Jamie Morrison  A fome teve uma queda significativa nas últimas duas décadas, mas, infelizmente, houve uma reversão disso nos últimos anos. E hoje a preocupação é dupla, porque há o problema da subnutrição e o aumento do sobrepeso e da obesidade, principalmente em países em desenvolvimento, como é o caso do Brasil. Relatório da FAO aponta que 821 milhões de pessoas passaram fome no mundo em 2017 e um terço da população já está sofrendo com sobrepeso ou obesidade. Isso significa 2 bilhões de pessoas, número que tende a subir para 3 bilhões em poucos anos.

GR  Como reverter a subnutrição, o sobrepeso e a obesidade no mundo?
Morrison  Não há soluções mágicas. Primeiro, o foco estava na agricultura. Hoje, o foco é tanto a agricultura quanto a alimentação. Não é mais simplesmente produzir alimentos, e sim produzir alimentos melhores. O fato é que os sistemas alimentares não evoluíram para entregar uma dieta saudável. A questão é como ter acesso a alimentos saudáveis, e isso é um problema principalmente para as populações mais pobres. Também é uma das causas da obesidade, que está crescendo muito também nos países ricos. Cada país tem de buscar soluções de acordo com seu contexto.

GR  Na conferência, houve um consenso entre os palestrantes de que é preciso mudar o atual sistema alimentar. O senhor concorda?
Morrison  Sim. O atual sistema de produção de alimentos no mundo não é sustentável. Mudanças têm de acontecer. Na conferência, pude conhecer alguns sistemas diferentes que estão ganhando espaço no Brasil, como a agricultura familiar e ecológica e as políticas públicas de compra de alimentos dos pequenos produtores. É um modelo que está começando a ser seguido em outros países.
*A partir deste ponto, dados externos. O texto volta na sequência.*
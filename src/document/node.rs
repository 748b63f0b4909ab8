//! Element nodes and the builder used to describe content.

use super::listeners::{ClickHandler, ListenerId};
use ratatui::layout::Rect;
use std::collections::BTreeMap;
use std::fmt;

/// Handle to a node stored in a [`Document`](super::Document).
///
/// Slots are reused once a node is removed; the generation keeps an old id
/// from resolving to the node that took its slot.
#[derive(Debug, Clone, Copy, PartialEq, Eq, Hash, PartialOrd, Ord)]
pub struct NodeId {
    pub(crate) index: usize,
    pub(crate) generation: u32,
}

impl fmt::Display for NodeId {
    fn fmt(&self, f: &mut fmt::Formatter<'_>) -> fmt::Result {
        write!(f, "#{}v{}", self.index, self.generation)
    }
}

pub(crate) struct Node {
    pub tag: String,
    pub attributes: BTreeMap<String, String>,
    pub classes: Vec<String>,
    pub text: Option<String>,
    pub parent: Option<NodeId>,
    pub children: Vec<NodeId>,
    /// Last painted area, used for mouse hit testing
    pub area: Option<Rect>,
    pub click_handlers: Vec<(ListenerId, ClickHandler)>,
}

impl Node {
    pub fn new(tag: &str) -> Self {
        Self {
            tag: tag.to_string(),
            attributes: BTreeMap::new(),
            classes: Vec::new(),
            text: None,
            parent: None,
            children: Vec::new(),
            area: None,
            click_handlers: Vec::new(),
        }
    }

    pub fn add_classes(&mut self, class_names: &str) {
        for class in class_names.split_whitespace() {
            if !self.classes.iter().any(|c| c == class) {
                self.classes.push(class.to_string());
            }
        }
    }
}

/// Declarative description of an element tree.
///
/// Hosts build content with this type and hand it to the dialog, which mounts
/// it into the document with [`Document::mount`](super::Document::mount).
///
/// ```
/// use modalist::document::ElementSpec;
///
/// let body = ElementSpec::new("div")
///     .child(ElementSpec::paragraph("Saved."))
///     .child(ElementSpec::button("Cancel").attr("data-modal-close", ""));
/// assert_eq!(body.children.len(), 2);
/// ```
#[derive(Debug, Clone, Default, PartialEq, Eq)]
pub struct ElementSpec {
    pub tag: String,
    pub attributes: BTreeMap<String, String>,
    pub classes: String,
    pub text: Option<String>,
    pub children: Vec<ElementSpec>,
}

impl ElementSpec {
    pub fn new(tag: impl Into<String>) -> Self {
        Self {
            tag: tag.into(),
            ..Self::default()
        }
    }

    /// A `p` element holding a single line of text
    pub fn paragraph(text: impl Into<String>) -> Self {
        Self::new("p").text(text)
    }

    /// A `button` element with the given label
    pub fn button(label: impl Into<String>) -> Self {
        Self::new("button").text(label)
    }

    #[must_use]
    pub fn text(mut self, text: impl Into<String>) -> Self {
        self.text = Some(text.into());
        self
    }

    #[must_use]
    pub fn attr(mut self, name: impl Into<String>, value: impl Into<String>) -> Self {
        self.attributes.insert(name.into(), value.into());
        self
    }

    /// Appends whitespace-separated class names
    #[must_use]
    pub fn class(mut self, class_names: &str) -> Self {
        if !class_names.trim().is_empty() {
            if !self.classes.is_empty() {
                self.classes.push(' ');
            }
            self.classes.push_str(class_names.trim());
        }
        self
    }

    #[must_use]
    pub fn child(mut self, child: ElementSpec) -> Self {
        self.children.push(child);
        self
    }

    #[must_use]
    pub fn children<I>(mut self, children: I) -> Self
    where
        I: IntoIterator<Item = ElementSpec>,
    {
        self.children.extend(children);
        self
    }
}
Agora, a tarefa é aumentar o impacto de políticas públicas como essa e levar para um nível global.

GR  Qual o papel do setor privado nessas mudanças?
Morrison  Tendemos a pensar sempre em setor privado como sinônimo de grandes empresas, mas é preciso lembrar que agricultura familiar e campesinos também estão incluídos no setor privado. Mas, no caso da agricultura de larga escala, os focos são a redução de custos da alimentação e a industrialização cada vez maior. Isso está diretamente relacionado à obesidade e à baixa qualidade dos alimentos. É preciso que os setores públicos e privados se aproximem para mudar esse modelo. O papel do setor público é incentivar o privado a investir mais em produções locais e ambientalmente sustentáveis, como as da agricultura familiar. Sentimos que o setor privado quer mudar, mas precisa de garantias para isso.

No Reino Unido, muita gente está empregada no comércio e varejo pós-produção agrícola

GR  Qual a importância dos sistemas alimentares na geração de empregos, especialmente nos países subdesenvolvidos e em desenvolvimento?
Morrison  Quando se fala em sistemas alimentares, fala-se em agricultura, mas também no pós-produção, que inclui indústria, transporte, comércio, toda uma cadeia. No caso específico da agricultura, temos o problema de os jovens não quererem mais trabalhar no campo. O êxodo rural é enorme. Mas é preciso lembrar que também há empregos depois da agricultura, e isso pode ser um atrativo para manter os jovens nesses ambientes, trabalhando, por exemplo, em agroindústrias que não precisam estar necessariamente na zona urbana. Nos países desenvolvidos, os sistemas alimentares já são grandes empregadores. No Reino Unido, por exemplo, apenas 2% trabalham na agricultura, mas muita gente está empregada no comércio e varejo pós-produção agrícola.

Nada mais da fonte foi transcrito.